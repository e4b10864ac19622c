//! procmine -- event-log reconstruction and process mining for manufacturing lines.
//!
//! This crate rebuilds activity executions and cases from raw lifecycle
//! events, then runs anomaly detection, bottleneck identification, temporal
//! aggregation, and failure-cause categorization over the result.

pub mod api;
pub mod bottleneck;
pub mod config;
pub mod detect;
pub mod events;
pub mod failures;
pub mod pipeline;
pub mod reconstruct;
pub mod report;
pub mod scope;
pub mod storage;
pub mod temporal;

use anyhow::{Context, Result};
use config::AnalysisConfig;

/// Start the query API over the database configured in `config`.
pub async fn serve(bind: &str, config: AnalysisConfig) -> Result<()> {
    let db_path = config.storage.db_path.clone();
    tracing::info!(db_path = %db_path.display(), "Initializing database");
    let pool = storage::open_pool(&db_path)?;

    let addr: std::net::SocketAddr = bind
        .parse()
        .with_context(|| format!("invalid bind address '{bind}'"))?;
    let app = api::router(api::state::AppState::new(pool, config));

    tracing::info!(%addr, "procmine listening");
    let listener = tokio::net::TcpListener::bind(addr).await?;
    axum::serve(listener, app).await?;

    Ok(())
}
# # # #
> _Task item_: Scan the lines above for "database", then copy every one that has it.

> _Answer to this problem_:
/// Start the query API over the database configured in `config`.
    tracing::info!(db_path = %db_path.display(), "Initializing database");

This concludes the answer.